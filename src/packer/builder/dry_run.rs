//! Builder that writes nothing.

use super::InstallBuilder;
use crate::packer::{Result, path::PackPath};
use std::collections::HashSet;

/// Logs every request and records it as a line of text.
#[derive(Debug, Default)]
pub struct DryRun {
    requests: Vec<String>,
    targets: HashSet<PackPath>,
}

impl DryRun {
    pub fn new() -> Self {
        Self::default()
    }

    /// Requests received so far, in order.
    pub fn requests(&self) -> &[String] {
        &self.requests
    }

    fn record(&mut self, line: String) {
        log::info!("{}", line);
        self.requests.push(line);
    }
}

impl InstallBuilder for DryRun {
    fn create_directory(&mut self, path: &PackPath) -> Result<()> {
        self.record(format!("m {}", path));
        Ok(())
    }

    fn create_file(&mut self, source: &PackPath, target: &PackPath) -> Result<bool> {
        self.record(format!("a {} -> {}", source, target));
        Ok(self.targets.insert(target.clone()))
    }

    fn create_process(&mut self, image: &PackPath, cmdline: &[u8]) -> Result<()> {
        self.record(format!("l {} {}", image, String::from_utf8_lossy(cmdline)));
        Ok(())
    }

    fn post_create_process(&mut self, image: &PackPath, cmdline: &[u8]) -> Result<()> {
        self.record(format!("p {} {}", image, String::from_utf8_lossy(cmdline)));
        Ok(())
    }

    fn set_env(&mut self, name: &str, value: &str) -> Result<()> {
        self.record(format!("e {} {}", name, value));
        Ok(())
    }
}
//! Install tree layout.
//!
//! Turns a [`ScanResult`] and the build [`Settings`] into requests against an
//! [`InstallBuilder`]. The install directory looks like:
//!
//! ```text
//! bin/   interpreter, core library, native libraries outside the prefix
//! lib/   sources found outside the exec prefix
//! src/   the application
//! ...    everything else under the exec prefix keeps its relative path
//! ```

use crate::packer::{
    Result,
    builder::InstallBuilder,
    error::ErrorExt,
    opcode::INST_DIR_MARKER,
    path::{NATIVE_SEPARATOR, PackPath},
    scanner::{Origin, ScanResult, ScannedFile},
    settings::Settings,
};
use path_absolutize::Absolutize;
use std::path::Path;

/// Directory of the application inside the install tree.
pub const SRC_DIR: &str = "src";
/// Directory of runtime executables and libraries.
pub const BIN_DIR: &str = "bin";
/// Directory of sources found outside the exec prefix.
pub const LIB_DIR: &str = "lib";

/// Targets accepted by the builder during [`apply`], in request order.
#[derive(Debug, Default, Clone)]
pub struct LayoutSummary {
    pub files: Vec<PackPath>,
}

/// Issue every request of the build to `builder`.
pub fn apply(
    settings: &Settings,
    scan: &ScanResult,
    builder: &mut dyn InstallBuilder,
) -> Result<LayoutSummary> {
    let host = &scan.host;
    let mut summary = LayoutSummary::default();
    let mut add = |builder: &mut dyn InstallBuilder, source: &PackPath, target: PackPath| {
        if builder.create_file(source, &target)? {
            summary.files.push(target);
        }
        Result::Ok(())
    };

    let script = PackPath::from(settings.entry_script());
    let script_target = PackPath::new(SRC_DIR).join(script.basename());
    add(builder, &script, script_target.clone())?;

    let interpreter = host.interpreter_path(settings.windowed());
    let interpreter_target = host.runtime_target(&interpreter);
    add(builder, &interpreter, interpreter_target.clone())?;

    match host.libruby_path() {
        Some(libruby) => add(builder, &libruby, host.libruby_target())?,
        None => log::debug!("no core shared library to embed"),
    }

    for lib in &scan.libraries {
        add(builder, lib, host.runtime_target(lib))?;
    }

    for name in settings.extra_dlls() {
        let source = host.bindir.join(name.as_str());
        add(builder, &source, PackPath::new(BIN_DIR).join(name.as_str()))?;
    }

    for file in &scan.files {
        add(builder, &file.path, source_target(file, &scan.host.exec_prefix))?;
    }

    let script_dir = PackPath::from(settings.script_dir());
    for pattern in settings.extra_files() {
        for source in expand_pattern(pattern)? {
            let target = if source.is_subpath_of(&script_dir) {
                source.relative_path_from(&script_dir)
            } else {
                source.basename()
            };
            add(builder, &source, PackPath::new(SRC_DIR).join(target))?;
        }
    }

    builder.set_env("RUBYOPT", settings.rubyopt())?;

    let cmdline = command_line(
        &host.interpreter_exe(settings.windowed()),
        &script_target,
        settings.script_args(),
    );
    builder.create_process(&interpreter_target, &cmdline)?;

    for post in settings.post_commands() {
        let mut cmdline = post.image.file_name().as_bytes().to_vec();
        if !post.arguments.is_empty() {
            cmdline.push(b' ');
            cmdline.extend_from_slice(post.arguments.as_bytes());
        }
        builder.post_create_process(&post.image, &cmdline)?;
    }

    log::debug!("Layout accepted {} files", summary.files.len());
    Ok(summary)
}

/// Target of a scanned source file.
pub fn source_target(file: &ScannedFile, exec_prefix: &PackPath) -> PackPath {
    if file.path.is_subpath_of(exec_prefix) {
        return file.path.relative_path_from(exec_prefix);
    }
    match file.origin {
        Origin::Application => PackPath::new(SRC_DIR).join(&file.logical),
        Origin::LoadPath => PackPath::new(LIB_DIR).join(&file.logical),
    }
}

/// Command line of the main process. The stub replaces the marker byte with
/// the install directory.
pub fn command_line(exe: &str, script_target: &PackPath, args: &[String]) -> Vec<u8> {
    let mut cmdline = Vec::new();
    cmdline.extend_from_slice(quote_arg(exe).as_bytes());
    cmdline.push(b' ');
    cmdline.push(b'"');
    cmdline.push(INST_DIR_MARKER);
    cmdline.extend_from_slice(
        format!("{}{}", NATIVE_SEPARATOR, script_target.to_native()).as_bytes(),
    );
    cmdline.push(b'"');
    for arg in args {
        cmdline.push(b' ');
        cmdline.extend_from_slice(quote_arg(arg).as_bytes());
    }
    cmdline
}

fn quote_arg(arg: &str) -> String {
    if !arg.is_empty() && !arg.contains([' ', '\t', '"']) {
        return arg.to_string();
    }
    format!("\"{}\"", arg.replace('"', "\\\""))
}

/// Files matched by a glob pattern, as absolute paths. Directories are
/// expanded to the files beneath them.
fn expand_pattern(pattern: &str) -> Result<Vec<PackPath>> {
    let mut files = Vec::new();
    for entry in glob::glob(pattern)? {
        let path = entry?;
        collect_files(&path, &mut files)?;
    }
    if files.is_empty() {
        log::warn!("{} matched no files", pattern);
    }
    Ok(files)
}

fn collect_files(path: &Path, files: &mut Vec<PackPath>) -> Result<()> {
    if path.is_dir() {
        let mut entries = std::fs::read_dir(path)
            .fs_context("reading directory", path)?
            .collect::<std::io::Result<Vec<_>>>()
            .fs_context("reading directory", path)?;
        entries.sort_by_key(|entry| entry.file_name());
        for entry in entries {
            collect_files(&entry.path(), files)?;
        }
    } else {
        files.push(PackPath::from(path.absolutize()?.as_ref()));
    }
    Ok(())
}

EXERCISE DIRECTIONS: Would you write out the full listing exactly as given?

THE COMPLETED TASK:
filename src/packer/builder/dry_run.rs
//! Builder that writes nothing.

use super::InstallBuilder;
use crate::packer::{Result, path::PackPath};
use std::collections::HashSet;

/// Logs every request and records it as a line of text.
#[derive(Debug, Default)]
pub struct DryRun {
    requests: Vec<String>,
    targets: HashSet<PackPath>,
}

impl DryRun {
    pub fn new() -> Self {
        Self::default()
    }

    /// Requests received so far, in order.
    pub fn requests(&self) -> &[String] {
        &self.requests
    }

    fn record(&mut self, line: String) {
        log::info!("{}", line);
        self.requests.push(line);
    }
}

impl InstallBuilder for DryRun {
    fn create_directory(&mut self, path: &PackPath) -> Result<()> {
        self.record(format!("m {}", path));
        Ok(())
    }

    fn create_file(&mut self, source: &PackPath, target: &PackPath) -> Result<bool> {
        self.record(format!("a {} -> {}", source, target));
        Ok(self.targets.insert(target.clone()))
    }

    fn create_process(&mut self, image: &PackPath, cmdline: &[u8]) -> Result<()> {
        self.record(format!("l {} {}", image, String::from_utf8_lossy(cmdline)));
        Ok(())
    }

    fn post_create_process(&mut self, image: &PackPath, cmdline: &[u8]) -> Result<()> {
        self.record(format!("p {} {}", image, String::from_utf8_lossy(cmdline)));
        Ok(())
    }

    fn set_env(&mut self, name: &str, value: &str) -> Result<()> {
        self.record(format!("e {} {}", name, value));
        Ok(())
    }
}
//! Install tree layout.
//!
//! Turns a [`ScanResult`] and the build [`Settings`] into requests against an
//! [`InstallBuilder`]. The install directory looks like:
//!
//! ```text
//! bin/   interpreter, core library, native libraries outside the prefix
//! lib/   sources found outside the exec prefix
//! src/   the application
//! ...    everything else under the exec prefix keeps its relative path
//! ```

use crate::packer::{
    Result,
    builder::InstallBuilder,
    error::ErrorExt,
    opcode::INST_DIR_MARKER,
    path::{NATIVE_SEPARATOR, PackPath},
    scanner::{Origin, ScanResult, ScannedFile},
    settings::Settings,
};
use path_absolutize::Absolutize;
use std::path::Path;

/// Directory of the application inside the install tree.
pub const SRC_DIR: &str = "src";
/// Directory of runtime executables and libraries.
pub const BIN_DIR: &str = "bin";
/// Directory of sources found outside the exec prefix.
pub const LIB_DIR: &str = "lib";

/// Targets accepted by the builder during [`apply`], in request order.
#[derive(Debug, Default, Clone)]
pub struct LayoutSummary {
    pub files: Vec<PackPath>,
}

/// Issue every request of the build to `builder`.
pub fn apply(
    settings: &Settings,
    scan: &ScanResult,
    builder: &mut dyn InstallBuilder,
) -> Result<LayoutSummary> {
    let host = &scan.host;
    let mut summary = LayoutSummary::default();
    let mut add = |builder: &mut dyn InstallBuilder, source: &PackPath, target: PackPath| {
        if builder.create_file(source, &target)? {
            summary.files.push(target);
        }
        Result::Ok(())
    };

    let script = PackPath::from(settings.entry_script());
    let script_target = PackPath::new(SRC_DIR).join(script.basename());
    add(builder, &script, script_target.clone())?;

    let interpreter = host.interpreter_path(settings.windowed());
    let interpreter_target = host.runtime_target(&interpreter);
    add(builder, &interpreter, interpreter_target.clone())?;

    match host.libruby_path() {
        Some(libruby) => add(builder, &libruby, host.libruby_target())?,
        None => log::debug!("no core shared library to embed"),
    }

    for lib in &scan.libraries {
        add(builder, lib, host.runtime_target(lib))?;
    }

    for name in settings.extra_dlls() {
        let source = host.bindir.join(name.as_str());
        add(builder, &source, PackPath::new(BIN_DIR).join(name.as_str()))?;
    }

    for file in &scan.files {
        add(builder, &file.path, source_target(file, &scan.host.exec_prefix))?;
    }

    let script_dir = PackPath::from(settings.script_dir());
    for pattern in settings.extra_files() {
        for source in expand_pattern(pattern)? {
            let target = if source.is_subpath_of(&script_dir) {
                source.relative_path_from(&script_dir)
            } else {
                source.basename()
            };
            add(builder, &source, PackPath::new(SRC_DIR).join(target))?;
        }
    }

    builder.set_env("RUBYOPT", settings.rubyopt())?;

    let cmdline = command_line(
        &host.interpreter_exe(settings.windowed()),
        &script_target,
        settings.script_args(),
    );
    builder.create_process(&interpreter_target, &cmdline)?;

    for post in settings.post_commands() {
        let mut cmdline = post.image.file_name().as_bytes().to_vec();
        if !post.arguments.is_empty() {
            cmdline.push(b' ');
            cmdline.extend_from_slice(post.arguments.as_bytes());
        }
        builder.post_create_process(&post.image, &cmdline)?;
    }

    log::debug!("Layout accepted {} files", summary.files.len());
    Ok(summary)
}

/// Target of a scanned source file.
pub fn source_target(file: &ScannedFile, exec_prefix: &PackPath) -> PackPath {
    if file.path.is_subpath_of(exec_prefix) {
        return file.path.relative_path_from(exec_prefix);
    }
    match file.origin {
        Origin::Application => PackPath::new(SRC_DIR).join(&file.logical),
        Origin::LoadPath => PackPath::new(LIB_DIR).join(&file.logical),
    }
}

/// Command line of the main process. The stub replaces the marker byte with
/// the install directory.
pub fn command_line(exe: &str, script_target: &PackPath, args: &[String]) -> Vec<u8> {
    let mut cmdline = Vec::new();
    cmdline.extend_from_slice(quote_arg(exe).as_bytes());
    cmdline.push(b' ');
    cmdline.push(b'"');
    cmdline.push(INST_DIR_MARKER);
    cmdline.extend_from_slice(
        format!("{}{}", NATIVE_SEPARATOR, script_target.to_native()).as_bytes(),
    );
    cmdline.push(b'"');
    for arg in args {
        cmdline.push(b' ');
        cmdline.extend_from_slice(quote_arg(arg).as_bytes());
    }
    cmdline
}

fn quote_arg(arg: &str) -> String {
    if !arg.is_empty() && !arg.contains([' ', '\t', '"']) {
        return arg.to_string();
    }
    format!("\"{}\"", arg.replace('"', "\\\""))
}

/// Files matched by a glob pattern, as absolute paths. Directories are
/// expanded to the files beneath them.
fn expand_pattern(pattern: &str) -> Result<Vec<PackPath>> {
    let mut files = Vec::new();
    for entry in glob::glob(pattern)? {
        let path = entry?;
        collect_files(&path, &mut files)?;
    }
    if files.is_empty() {
        log::warn!("{} matched no files", pattern);
    }
    Ok(files)
}

fn collect_files(path: &Path, files: &mut Vec<PackPath>) -> Result<()> {
    if path.is_dir() {
        let mut entries = std::fs::read_dir(path)
            .fs_context("reading directory", path)?
            .collect::<std::io::Result<Vec<_>>>()
            .fs_context("reading directory", path)?;
        entries.sort_by_key(|entry| entry.file_name());
        for entry in entries {
            collect_files(&entry.path(), files)?;
        }
    } else {
        files.push(PackPath::from(path.absolutize()?.as_ref()));
    }
    Ok(())
}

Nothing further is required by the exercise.